In smaller environments, the index appeared to help.

This reinforced the assumption that the production behavior was anomalous.

In reality, the difference came down to scale. Once the table crossed a certain size and distribution threshold, the cost model flipped. The same index existed in all environments, but only production had crossed the tipping point where it stopped being useful.

Alternatives That Didn’t Work

Several reasonable adjustments were considered.

Reordering the index columns produced marginal changes but did not alter the planner’s decision in production. Adding more columns increased index size and maintenance cost without improving selectivity.

Forcing index usage was briefly tested and immediately discarded. While it reduced latency for this specific query, it introduced worse performance under concurrent load and created a fragile dependency on a particular execution plan.

Breaking the query into multiple steps improved readability but did not change the underlying cost characteristics.

None of these approaches addressed the fundamental issue: the data itself no longer aligned with the assumptions behind the index.

Practical Takeaways

Indexes encode expectations about how data will be filtered and accessed. When those expectations drift from reality, indexes can remain technically correct while becoming practically irrelevant.

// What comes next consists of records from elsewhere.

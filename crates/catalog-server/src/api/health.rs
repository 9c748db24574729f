//! Health check endpoint for the Catalog Server
//!
//! This module contains the health check handler.

use axum::{extract::State, http::StatusCode, response::IntoResponse, Json};
use serde_json::json;
use std::sync::Arc;
use tracing::info;

use crate::server::CatalogServer;

/// Health check handler
///
/// Reports the server version and whether the product store answers
/// queries.
pub async fn health_check(State(server): State<Arc<CatalogServer>>) -> impl IntoResponse {
    info!("Health check requested");

    let store_status = match server.check_store_health().await {
        Ok(true) => "UP",
        Ok(false) => "DEGRADED",
        Err(_) => "DOWN",
    };

    let response = json!({
        "status": if store_status == "UP" { "UP" } else { "DOWN" },
        "version": env!("CARGO_PKG_VERSION"),
        "dependencies": {
            "productStore": {
                "status": store_status,
            }
        },
    });

    let overall_status = if store_status == "UP" {
        StatusCode::OK
    } else {
        StatusCode::SERVICE_UNAVAILABLE
    };

    (overall_status, Json(response))
}
/// Product domain models and validation
pub mod product;

/// Repository interfaces
pub mod repository;
//!
//! Catalog Core - Domain model for the Catalog service
//!
//! This crate defines the product domain types, validation rules, and the
//! repository interface implemented by the state-store crates.

#![forbid(unsafe_code)]

/// Domain layer - entities, validation, and repository interfaces
pub mod domain;

/// Error types
pub mod error;

// Re-export key types
pub use domain::product::{Product, ProductFields, ProductId, ProductInput};
pub use domain::repository::ProductRepository;
pub use error::CoreError;
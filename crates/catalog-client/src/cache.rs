//! Client State Cache
//!
//! An ordered local mirror of the product collection, refreshed from the
//! Resource API and patched only after the server confirms a mutation.

use tracing::{debug, warn};

use catalog_core::{Product, ProductFields, ProductId};

use crate::api::ApiClient;
use crate::error::ClientError;

/// Local mirror of the product collection
///
/// Every mutation is gated on server confirmation; on failure the cache is
/// left exactly as it was. The cache can still diverge from the store when
/// other clients write - `reload` resynchronizes.
pub struct ProductCache {
    client: ApiClient,
    products: Vec<Product>,
}

impl ProductCache {
    /// Create an empty cache over the given API client
    pub fn new(client: ApiClient) -> Self {
        Self {
            client,
            products: Vec::new(),
        }
    }

    /// The cached products, in listing order
    pub fn products(&self) -> &[Product] {
        &self.products
    }

    /// Find a cached product by id
    pub fn get(&self, id: ProductId) -> Option<&Product> {
        self.products.iter().find(|product| product.id == id)
    }

    /// True when the id is currently cached
    pub fn contains(&self, id: ProductId) -> bool {
        self.get(id).is_some()
    }

    /// Replace the whole cache with the server's current listing
    ///
    /// Listing is a best-effort refresh: on failure the existing cache is
    /// kept and the error is only logged.
    pub async fn reload(&mut self) {
        match self.client.list_products().await {
            Ok(products) => {
                debug!(count = products.len(), "Reloaded product cache");
                self.products = products;
            }
            Err(err) => {
                warn!(%err, "Failed to refresh product list");
            }
        }
    }

    /// Submit a draft: update when the edit target is still cached,
    /// create otherwise
    ///
    /// Targets are addressed by id, so a reload between selecting the edit
    /// target and submitting cannot retarget the write. On success the one
    /// matching entry is replaced in place (update) or the new entry is
    /// appended (create). On failure the cache is untouched and the error
    /// carries the server's message.
    pub async fn submit(
        &mut self,
        fields: &ProductFields,
        edit_target: Option<ProductId>,
    ) -> Result<Product, ClientError> {
        match edit_target.filter(|id| self.contains(*id)) {
            Some(id) => {
                let updated = self.client.update_product(id, fields).await?;
                if let Some(entry) = self.products.iter_mut().find(|p| p.id == id) {
                    *entry = updated.clone();
                }
                Ok(updated)
            }
            None => {
                let created = self.client.create_product(fields).await?;
                self.products.push(created.clone());
                Ok(created)
            }
        }
    }

    /// Delete a product and, once the server confirms, drop it locally
    pub async fn remove(&mut self, id: ProductId) -> Result<(), ClientError> {
        self.client.delete_product(id).await?;
        self.products.retain(|product| product.id != id);
        Ok(())
    }
}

Query planners operate on cost models, not intent. They favor plans that minimize expected work, even when those plans conflict with developer intuition.

Data distribution matters as much as query structure. Changes over time can invalidate assumptions without any schema or code changes.

Performance issues that appear suddenly often reflect gradual shifts that only become visible at scale.

Closing Reflection

Indexes are often treated as mechanical optimizations: add one, observe improvement, move on. In practice, they are agreements between query patterns and evolving data.

When those agreements erode, the database does not fail loudly. It simply chooses a different path.

Understanding that behavior requires looking beyond whether an index exists and examining whether it still represents how the system actually operates.